> _TASK DETAILS_
Your job is to retype the whole listing exactly.

> _ENTRIES SHOWN_
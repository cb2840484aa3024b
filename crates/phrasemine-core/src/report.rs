//! Finalized table rendering.
//!
//! Downstream consumers (report writers, catalog cross-referencers) read
//! the reduced table as ordered `(key, record)` pairs via
//! [`crate::stats::PhraseStats::entries`]; this module supplies the decode
//! side — key back to display text — and the engine's interchange
//! serialization.

use crate::key;
use crate::stats::PhraseStats;
use crate::words::WordCache;

/// Decodes a phrase key into display text: the surface forms of its words
/// joined by single spaces.
///
/// Returns `None` when the key is malformed or names an id the cache does
/// not know (e.g. after `clear`).
pub fn phrase_text(cache: &WordCache, phrase_key: &str) -> Option<String> {
    let ids = key::decode(phrase_key)?;
    let mut text = String::new();
    for id in ids {
        let word = cache.get(id)?;
        if !text.is_empty() {
            text.push(' ');
        }
        text.push_str(word);
    }
    Some(text)
}

/// Renders the table in the engine's interchange form: `count`, TAB,
/// phrase text; one line per record, CRLF-joined, in table order.
///
/// Multi-word phrases seen exactly once are omitted: a singleton
/// combination carries no frequency signal, only its words do.
pub fn render_tsv(cache: &WordCache, stats: &PhraseStats) -> String {
    let mut out = String::new();
    for (phrase_key, record) in stats.entries() {
        if record.count == 1 && record.words_count > 1 {
            continue;
        }
        let Some(phrase) = phrase_text(cache, phrase_key) else {
            continue;
        };
        if !out.is_empty() {
            out.push_str("\r\n");
        }
        out.push_str(&record.count.to_string());
        out.push('\t');
        out.push_str(&phrase);
    }
    out
}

> _YOUR RESPONSE_
repository cb2840484aa3024b
filename crates/phrasemine-core/src/report.rs
//! Finalized table rendering.
//!
//! Downstream consumers (report writers, catalog cross-referencers) read
//! the reduced table as ordered `(key, record)` pairs via
//! [`crate::stats::PhraseStats::entries`]; this module supplies the decode
//! side — key back to display text — and the engine's interchange
//! serialization.

use crate::key;
use crate::stats::PhraseStats;
use crate::words::WordCache;

/// Decodes a phrase key into display text: the surface forms of its words
/// joined by single spaces.
///
/// Returns `None` when the key is malformed or names an id the cache does
/// not know (e.g. after `clear`).
pub fn phrase_text(cache: &WordCache, phrase_key: &str) -> Option<String> {
    let ids = key::decode(phrase_key)?;
    let mut text = String::new();
    for id in ids {
        let word = cache.get(id)?;
        if !text.is_empty() {
            text.push(' ');
        }
        text.push_str(word);
    }
    Some(text)
}

/// Renders the table in the engine's interchange form: `count`, TAB,
/// phrase text; one line per record, CRLF-joined, in table order.
///
/// Multi-word phrases seen exactly once are omitted: a singleton
/// combination carries no frequency signal, only its words do.
pub fn render_tsv(cache: &WordCache, stats: &PhraseStats) -> String {
    let mut out = String::new();
    for (phrase_key, record) in stats.entries() {
        if record.count == 1 && record.words_count > 1 {
            continue;
        }
        let Some(phrase) = phrase_text(cache, phrase_key) else {
            continue;
        };
        if !out.is_empty() {
            out.push_str("\r\n");
        }
        out.push_str(&record.count.to_string());
        out.push('\t');
        out.push_str(&phrase);
    }
    out
}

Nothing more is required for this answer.